Within the listing below, the lines to output run from the one containing "pub fn dimensions(&self)" through the one containing "on first use."; copy them exactly and nothing else.

THE DATA
******

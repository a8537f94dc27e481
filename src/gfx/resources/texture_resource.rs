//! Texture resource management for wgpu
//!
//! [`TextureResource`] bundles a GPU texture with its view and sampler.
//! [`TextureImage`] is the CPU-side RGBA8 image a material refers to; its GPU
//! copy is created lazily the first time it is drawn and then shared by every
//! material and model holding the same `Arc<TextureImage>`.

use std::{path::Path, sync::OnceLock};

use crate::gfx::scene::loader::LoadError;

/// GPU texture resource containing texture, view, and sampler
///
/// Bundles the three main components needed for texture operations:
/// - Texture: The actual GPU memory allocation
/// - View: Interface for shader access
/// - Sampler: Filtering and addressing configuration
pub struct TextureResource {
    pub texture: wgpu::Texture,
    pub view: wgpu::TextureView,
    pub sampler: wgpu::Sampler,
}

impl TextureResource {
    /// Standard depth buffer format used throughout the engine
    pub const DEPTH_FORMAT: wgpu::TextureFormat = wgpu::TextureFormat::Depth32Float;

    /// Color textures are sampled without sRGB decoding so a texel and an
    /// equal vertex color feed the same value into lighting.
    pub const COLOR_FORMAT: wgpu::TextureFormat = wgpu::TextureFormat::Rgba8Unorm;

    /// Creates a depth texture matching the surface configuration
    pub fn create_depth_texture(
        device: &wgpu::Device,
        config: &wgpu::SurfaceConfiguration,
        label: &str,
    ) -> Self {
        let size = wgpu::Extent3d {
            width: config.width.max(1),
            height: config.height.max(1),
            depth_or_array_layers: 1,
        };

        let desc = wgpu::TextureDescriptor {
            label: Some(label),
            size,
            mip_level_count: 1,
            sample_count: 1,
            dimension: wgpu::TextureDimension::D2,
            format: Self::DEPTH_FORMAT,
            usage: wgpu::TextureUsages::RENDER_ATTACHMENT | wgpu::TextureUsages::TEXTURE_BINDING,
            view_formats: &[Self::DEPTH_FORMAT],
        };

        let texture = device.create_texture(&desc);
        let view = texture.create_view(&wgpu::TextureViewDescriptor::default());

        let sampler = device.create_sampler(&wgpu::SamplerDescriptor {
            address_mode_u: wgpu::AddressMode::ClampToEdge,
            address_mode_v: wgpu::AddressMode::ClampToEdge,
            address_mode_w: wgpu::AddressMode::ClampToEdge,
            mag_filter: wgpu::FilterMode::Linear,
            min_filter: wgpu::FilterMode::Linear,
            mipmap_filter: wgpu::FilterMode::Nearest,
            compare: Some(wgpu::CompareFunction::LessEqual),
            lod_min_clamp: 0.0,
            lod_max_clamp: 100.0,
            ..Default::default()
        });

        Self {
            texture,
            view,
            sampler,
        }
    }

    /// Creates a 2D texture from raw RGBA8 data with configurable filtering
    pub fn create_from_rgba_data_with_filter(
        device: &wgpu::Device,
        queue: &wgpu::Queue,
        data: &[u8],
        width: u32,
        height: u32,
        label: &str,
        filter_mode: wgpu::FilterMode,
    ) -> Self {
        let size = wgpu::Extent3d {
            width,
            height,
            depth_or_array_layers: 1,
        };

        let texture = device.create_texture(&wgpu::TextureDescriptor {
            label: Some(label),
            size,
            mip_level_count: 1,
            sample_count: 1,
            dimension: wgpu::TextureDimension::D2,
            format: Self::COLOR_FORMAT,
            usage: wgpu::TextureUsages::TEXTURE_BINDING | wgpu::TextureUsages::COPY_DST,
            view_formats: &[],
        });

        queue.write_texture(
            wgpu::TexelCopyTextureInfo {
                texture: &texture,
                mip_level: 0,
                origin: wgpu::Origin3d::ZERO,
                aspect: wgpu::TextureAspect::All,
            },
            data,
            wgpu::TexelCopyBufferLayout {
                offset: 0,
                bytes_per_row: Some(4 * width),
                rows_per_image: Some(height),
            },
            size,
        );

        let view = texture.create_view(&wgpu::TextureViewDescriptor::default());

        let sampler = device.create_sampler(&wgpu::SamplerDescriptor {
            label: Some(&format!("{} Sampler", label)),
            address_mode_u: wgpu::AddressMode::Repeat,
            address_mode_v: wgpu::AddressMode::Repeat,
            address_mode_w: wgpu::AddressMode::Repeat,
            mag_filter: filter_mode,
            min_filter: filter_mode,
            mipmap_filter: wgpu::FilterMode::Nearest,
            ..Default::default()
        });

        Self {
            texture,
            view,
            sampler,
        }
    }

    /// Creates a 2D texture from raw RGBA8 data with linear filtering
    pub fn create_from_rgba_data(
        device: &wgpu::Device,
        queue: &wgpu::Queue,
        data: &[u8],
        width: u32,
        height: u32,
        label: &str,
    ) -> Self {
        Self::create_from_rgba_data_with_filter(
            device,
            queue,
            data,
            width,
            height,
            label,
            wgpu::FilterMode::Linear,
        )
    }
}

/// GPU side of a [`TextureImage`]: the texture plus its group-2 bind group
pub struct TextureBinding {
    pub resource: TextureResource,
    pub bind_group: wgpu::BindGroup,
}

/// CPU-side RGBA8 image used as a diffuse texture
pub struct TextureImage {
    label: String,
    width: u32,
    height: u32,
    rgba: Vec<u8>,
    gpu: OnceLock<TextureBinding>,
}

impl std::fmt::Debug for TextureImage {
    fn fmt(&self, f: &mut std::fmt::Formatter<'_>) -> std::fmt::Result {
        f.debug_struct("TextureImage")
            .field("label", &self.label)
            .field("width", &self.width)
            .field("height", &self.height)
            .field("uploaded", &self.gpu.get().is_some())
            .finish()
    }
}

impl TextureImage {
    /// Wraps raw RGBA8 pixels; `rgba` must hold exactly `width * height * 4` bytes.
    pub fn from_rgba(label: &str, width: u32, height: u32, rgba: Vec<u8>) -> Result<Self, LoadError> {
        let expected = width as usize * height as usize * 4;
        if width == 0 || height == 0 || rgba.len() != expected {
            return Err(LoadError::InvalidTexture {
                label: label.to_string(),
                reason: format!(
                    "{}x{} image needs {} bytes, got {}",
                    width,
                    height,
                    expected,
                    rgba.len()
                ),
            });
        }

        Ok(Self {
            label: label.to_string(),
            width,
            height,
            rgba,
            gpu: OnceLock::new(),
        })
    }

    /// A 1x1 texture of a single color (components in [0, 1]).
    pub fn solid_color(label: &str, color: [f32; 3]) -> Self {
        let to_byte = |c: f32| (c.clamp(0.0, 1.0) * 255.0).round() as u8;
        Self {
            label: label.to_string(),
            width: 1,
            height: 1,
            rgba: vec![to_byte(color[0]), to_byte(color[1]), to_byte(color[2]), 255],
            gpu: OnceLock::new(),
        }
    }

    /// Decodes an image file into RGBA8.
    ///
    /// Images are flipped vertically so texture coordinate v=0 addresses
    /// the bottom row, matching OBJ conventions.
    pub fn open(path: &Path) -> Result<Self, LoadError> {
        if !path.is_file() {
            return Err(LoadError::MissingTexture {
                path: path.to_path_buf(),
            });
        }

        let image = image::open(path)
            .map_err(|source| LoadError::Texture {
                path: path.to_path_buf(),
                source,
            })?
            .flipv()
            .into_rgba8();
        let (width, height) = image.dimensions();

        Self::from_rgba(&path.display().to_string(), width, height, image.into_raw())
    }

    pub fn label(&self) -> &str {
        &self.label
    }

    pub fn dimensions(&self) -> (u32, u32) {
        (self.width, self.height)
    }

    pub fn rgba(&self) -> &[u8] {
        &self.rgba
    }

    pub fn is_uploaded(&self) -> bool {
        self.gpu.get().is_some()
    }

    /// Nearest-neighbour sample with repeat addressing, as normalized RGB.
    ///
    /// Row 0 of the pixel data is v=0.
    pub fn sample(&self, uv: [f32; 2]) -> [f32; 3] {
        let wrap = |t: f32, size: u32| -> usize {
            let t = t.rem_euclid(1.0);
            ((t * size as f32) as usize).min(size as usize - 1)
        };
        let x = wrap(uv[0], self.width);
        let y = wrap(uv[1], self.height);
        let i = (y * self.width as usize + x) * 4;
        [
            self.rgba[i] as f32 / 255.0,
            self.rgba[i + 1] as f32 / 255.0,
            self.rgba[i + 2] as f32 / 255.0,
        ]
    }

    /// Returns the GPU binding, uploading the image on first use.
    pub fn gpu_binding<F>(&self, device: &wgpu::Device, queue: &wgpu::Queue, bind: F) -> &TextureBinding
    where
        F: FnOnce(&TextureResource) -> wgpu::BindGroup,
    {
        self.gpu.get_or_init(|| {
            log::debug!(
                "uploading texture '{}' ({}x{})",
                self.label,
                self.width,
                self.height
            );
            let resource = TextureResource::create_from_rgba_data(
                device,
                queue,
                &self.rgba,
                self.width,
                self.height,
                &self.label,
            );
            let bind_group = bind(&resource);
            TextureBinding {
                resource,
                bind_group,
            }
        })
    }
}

******

SOLUTION
    pub fn dimensions(&self) -> (u32, u32) {
        (self.width, self.height)
    }

    pub fn rgba(&self) -> &[u8] {
        &self.rgba
    }

    pub fn is_uploaded(&self) -> bool {
        self.gpu.get().is_some()
    }

    /// Nearest-neighbour sample with repeat addressing, as normalized RGB.
    ///
    /// Row 0 of the pixel data is v=0.
    pub fn sample(&self, uv: [f32; 2]) -> [f32; 3] {
        let wrap = |t: f32, size: u32| -> usize {
            let t = t.rem_euclid(1.0);
            ((t * size as f32) as usize).min(size as usize - 1)
        };
        let x = wrap(uv[0], self.width);
        let y = wrap(uv[1], self.height);
        let i = (y * self.width as usize + x) * 4;
        [
            self.rgba[i] as f32 / 255.0,
            self.rgba[i + 1] as f32 / 255.0,
            self.rgba[i + 2] as f32 / 255.0,
        ]
    }

    /// Returns the GPU binding, uploading the image on first use.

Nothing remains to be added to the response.